Molecular Clock Phylogenetics
The Bayesian molecular clock phylogenies of SARS-CoV-2 for “dataset_729” were estimated under GTR + Γ + I nucleotide substitution model, a parametric exponential growth tree prior, and a strict molecular clock, which assumed constant evolutionary rates throughout the phylogeny, through a Markov chain Monte Carlo (MCMC) (Yang and Rannala, 1997) framework implemented in BEAST v1.10.4 (Drummond et al., 2012). A non-informative continuous-time Markov chain (CTMC) reference prior (Ferreira and Suchard, 2008) was used for the molecular clock rate. Bayesian analyses were run using BEAGLE v2.1.2 (Suchard and Rambaut, 2009) for computational enhancement. Bayesian analysis was run for 500 million MCMC steps with sampling parameters and trees every 50 000 generations. The convergence of the MCMC chains was inspected using Tracer v1.7.1 (Rambaut et al., 2018). Maximum clade credibility (MCC) summary tree was generated using TreeAnnotator v1.10.4 (Drummond et al., 2012) after discarding the first 10% as burn-in. MCC summary tree was visualized using FigTree v1.4.4 (http://tree.bio.ed.ac.uk/software/~figtree/).
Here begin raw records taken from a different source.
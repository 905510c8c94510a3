//! Cover Letter Generation — validate input, build the prompt, make one call.
//!
//! Flow: CoverLetterRequest → validate → cover_letter_prompt → CompletionService.
//! Validation happens before anything leaves the process; a rejected request
//! never reaches the completion service.

use serde::{Deserialize, Serialize};
use tracing::info;

use crate::errors::AppError;
use crate::generation::prompts::{cover_letter_prompt, COVER_LETTER_SYSTEM};
use crate::llm_client::{CompletionRequest, CompletionService};

/// Upper bound on generated tokens per letter.
pub const MAX_TOKENS: u32 = 1000;
/// Moderate sampling randomness.
pub const TEMPERATURE: f32 = 0.7;

pub const MISSING_FIELDS_MESSAGE: &str = "Resume text and job description are required";

// ────────────────────────────────────────────────────────────────────────────
// Data models
// ────────────────────────────────────────────────────────────────────────────

/// Request body for `/api/generate-cover-letter`.
///
/// Fields are optional at the schema level so that a missing field and an
/// empty one produce the same validation error. Unknown fields are rejected.
#[derive(Debug, Clone, Default, Deserialize)]
#[serde(rename_all = "camelCase", deny_unknown_fields)]
pub struct CoverLetterRequest {
    pub resume_text: Option<String>,
    pub job_description: Option<String>,
}

#[derive(Debug, Clone, Serialize)]
#[serde(rename_all = "camelCase")]
pub struct CoverLetterResponse {
    pub cover_letter: String,
}

/// A request whose fields are known to be present and non-empty.
#[derive(Debug, Clone, PartialEq)]
pub struct GenerationRequest<'a> {
    pub resume_text: &'a str,
    pub job_description: &'a str,
}

impl CoverLetterRequest {
    pub fn validate(&self) -> Result<GenerationRequest<'_>, AppError> {
        match (non_empty(&self.resume_text), non_empty(&self.job_description)) {
            (Some(resume_text), Some(job_description)) => Ok(GenerationRequest {
                resume_text,
                job_description,
            }),
            _ => Err(AppError::Validation(MISSING_FIELDS_MESSAGE.to_string())),
        }
    }
}

fn non_empty(field: &Option<String>) -> Option<&str> {
    field.as_deref().filter(|s| !s.is_empty())
}

// ────────────────────────────────────────────────────────────────────────────
// Generation
// ────────────────────────────────────────────────────────────────────────────

impl GenerationRequest<'_> {
    pub fn completion_request(&self) -> CompletionRequest {
        CompletionRequest {
            system: COVER_LETTER_SYSTEM.to_string(),
            prompt: cover_letter_prompt(self.resume_text, self.job_description),
            max_tokens: MAX_TOKENS,
            temperature: TEMPERATURE,
        }
    }
}

/// Validates `request` and returns the first completion's text verbatim.
pub async fn generate_cover_letter(
    request: &CoverLetterRequest,
    llm: &dyn CompletionService,
) -> Result<String, AppError> {
    let validated = request.validate()?;

    info!(
        resume_chars = validated.resume_text.chars().count(),
        job_description_chars = validated.job_description.chars().count(),
        "Generating cover letter"
    );

    llm.complete(&validated.completion_request())
        .await
        .map_err(|e| AppError::GenerationService(e.to_string()))
}

// ────────────────────────────────────────────────────────────────────────────
// Tests
// ────────────────────────────────────────────────────────────────────────────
Nucleotide Sequence Accession Numbers in GISAID
Nucleotide sequences of complete genome of SARS-Cov-2 identified in this study have been deposited in the GISAID under accession numbers EPI_ISL_1040031 to EPI_ISL_1040049.
Results
Sequencing Result Summary
We collected 28 samples of nucleic acids extracted from 27 COVID-19 patients hospitalized in the first affiliated hospital of Zhengzhou University, which were then sent to BGI Company for next-generation sequencing. The total number of reading pairs among the 28 samples was between 209,838,632–1,540,364,746 (sequencing volume 41G~308G), and the average sample had 743,557,625 read pairs (average sequencing volume is 148G), as shown in Supplementary Table 2. The number of SARS-CoV-2 sequences per million (NSPM) sequencing data was between 0.08 and 12,907, and the average NSPM value was 748. Eight samples had NSPM values <1.5, and only one sample had genome coverage >90%; the remaining 20 samples contained 18 genomes with coverage >90% (Supplementary Table 2). The sequencing depth was between 0.12X and 6148X, the average sequencing depth was 363X, and there were 19 samples with a depth of more than 4X that could assemble a genome with coverage >90% (Supplementary Table 2). In the present study, a total of 19 samples assembled a genome with coverage of more than 90%. Mutation sites with genome coverage over 90% and sequencing depth over 5X are shown in Supplementary Figure 1.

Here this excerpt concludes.